//! Node Classification
//!
//! Determines which expression-node variant a JSON value represents. This is
//! pure structural pattern matching - no editing decisions happen here. The
//! property resolver and syntax converter consume these classifications.

use serde_json::Value;

use crate::alias::is_alias_key;
use crate::metadata::{CustomFunctionMetadata, FragmentMetadata, OperatorMetadata};
use crate::registry::{Registry, ShorthandTarget};

// =============================================================================
// Node Context
// =============================================================================

/// Structural context of the value being classified: the key it sits under,
/// its parent value, and its position among the parent's entries.
#[derive(Debug, Clone, Copy, Default)]
pub struct NodeContext<'a> {
    /// Key under which the value sits (None at the root or in an array)
    pub key: Option<&'a str>,
    pub parent: Option<&'a Value>,
    /// Position among the parent's entries, in declaration order
    pub index: Option<usize>,
}

impl<'a> NodeContext<'a> {
    pub fn root() -> Self {
        Self::default()
    }

    pub fn new(key: Option<&'a str>, parent: Option<&'a Value>, index: Option<usize>) -> Self {
        Self { key, parent, index }
    }

    /// Is the classified value the payload of a shorthand wrapper, i.e. the
    /// value sitting under a `$alias` key that resolves in the registry?
    /// This is the parent-keyed view the wrapper UI targets.
    pub fn shorthand_wrapper<'r>(&self, registry: &'r Registry) -> Option<ShorthandTarget<'r>> {
        let key = self.key?;
        if !is_alias_key(key) {
            return None;
        }
        if !matches!(self.parent, Some(Value::Object(_))) {
            return None;
        }
        registry.resolve_shorthand(&key[1..])
    }
}

// =============================================================================
// Node Kind
// =============================================================================

/// Classification result for a single JSON value.
///
/// `Operator(None)` and `Fragment(None)` are the "no metadata" outcomes: the
/// node claims a name absent from the registry. Such nodes are displayed but
/// not editable, and the converter refuses to operate on them.
#[derive(Debug, Clone, Copy)]
pub enum NodeKind<'r> {
    /// An ordinary JSON value with no expression semantics
    Literal,
    /// Canonical operator node (`{"operator": ...}`)
    Operator(Option<&'r OperatorMetadata>),
    /// Operator node invoking a custom function, either via the reserved
    /// marker operator plus `functionName`, or with the function name used
    /// directly as the operator
    CustomFunction(Option<&'r CustomFunctionMetadata>),
    /// Canonical fragment node (`{"fragment": ...}`)
    Fragment(Option<&'r FragmentMetadata>),
    /// Single-key `$alias` object whose payload is a non-collection value
    ShorthandSimple(ShorthandTarget<'r>),
    /// Single-key `$alias` object whose payload is an object or array of
    /// arguments
    ShorthandCollection(ShorthandTarget<'r>),
}

impl<'r> NodeKind<'r> {
    pub fn is_expression(&self) -> bool {
        !matches!(self, NodeKind::Literal)
    }

    /// Does this classification carry resolved registry metadata?
    pub fn has_metadata(&self) -> bool {
        match self {
            NodeKind::Literal => false,
            NodeKind::Operator(meta) => meta.is_some(),
            NodeKind::CustomFunction(func) => func.is_some(),
            NodeKind::Fragment(frag) => frag.is_some(),
            NodeKind::ShorthandSimple(_) | NodeKind::ShorthandCollection(_) => true,
        }
    }
}

// =============================================================================
// Classification
// =============================================================================

/// Classify a JSON value against the registry.
///
/// Pure function of the value, its immediate structural context and the
/// registry: repeated calls with identical input yield identical output.
pub fn classify<'r>(value: &Value, context: &NodeContext, registry: &'r Registry) -> NodeKind<'r> {
    // The payload sitting under a resolving `$alias` key is the collection
    // form of a shorthand node, whatever shape the payload takes
    if let Some(target) = context.shorthand_wrapper(registry) {
        return NodeKind::ShorthandCollection(target);
    }

    let object = match value {
        Value::Object(map) => map,
        _ => return NodeKind::Literal,
    };

    if let Some(op_value) = object.get("operator") {
        let name = match op_value.as_str() {
            Some(name) => name,
            None => return NodeKind::Operator(None),
        };
        return match registry.resolve_operator(name) {
            Some(meta) if meta.is_custom_function_marker() => {
                let function = object
                    .get("functionName")
                    .and_then(Value::as_str)
                    .and_then(|f| registry.resolve_function(f));
                NodeKind::CustomFunction(function)
            }
            Some(meta) => NodeKind::Operator(Some(meta)),
            // The evaluator also accepts a function name directly in the
            // operator slot
            None => match registry.resolve_function(name) {
                Some(function) => NodeKind::CustomFunction(Some(function)),
                None => NodeKind::Operator(None),
            },
        };
    }

    if let Some(frag_value) = object.get("fragment") {
        let resolved = frag_value
            .as_str()
            .and_then(|name| registry.resolve_fragment(name));
        return NodeKind::Fragment(resolved);
    }

    // Shorthand: exactly one key, $-prefixed, resolving against the combined
    // operator-alias/function/fragment set. A $key that does not resolve is
    // presumed to be a user alias binding or plain data, never an expression.
    if object.len() == 1 {
        if let Some((key, payload)) = object.iter().next() {
            if is_alias_key(key) {
                if let Some(target) = registry.resolve_shorthand(&key[1..]) {
                    return match payload {
                        Value::Object(_) | Value::Array(_) => NodeKind::ShorthandCollection(target),
                        _ => NodeKind::ShorthandSimple(target),
                    };
                }
            }
        }
    }

    NodeKind::Literal
}

/// Collapsed-node caption for expression nodes, shown in place of the
/// property count ("Operator: +", "Fragment: getCapital", "Shorthand: $getData")
pub fn summary_label(value: &Value, registry: &Registry) -> Option<String> {
    let object = value.as_object()?;
    if let Some(op) = object.get("operator").and_then(Value::as_str) {
        return Some(format!("Operator: {op}"));
    }
    if let Some(frag) = object.get("fragment").and_then(Value::as_str) {
        return Some(format!("Fragment: {frag}"));
    }
    if object.len() == 1 {
        let (key, _) = object.iter().next()?;
        if is_alias_key(key) && registry.resolve_shorthand(&key[1..]).is_some() {
            return Some(format!("Shorthand: {key}"));
        }
    }
    None
}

===============

### [Problem to solve]
Each line of the records that contains the string "nodes" must be copied.

### [Response box]
/// node claims a name absent from the registry. Such nodes are displayed but
/// Collapsed-node caption for expression nodes, shown in place of the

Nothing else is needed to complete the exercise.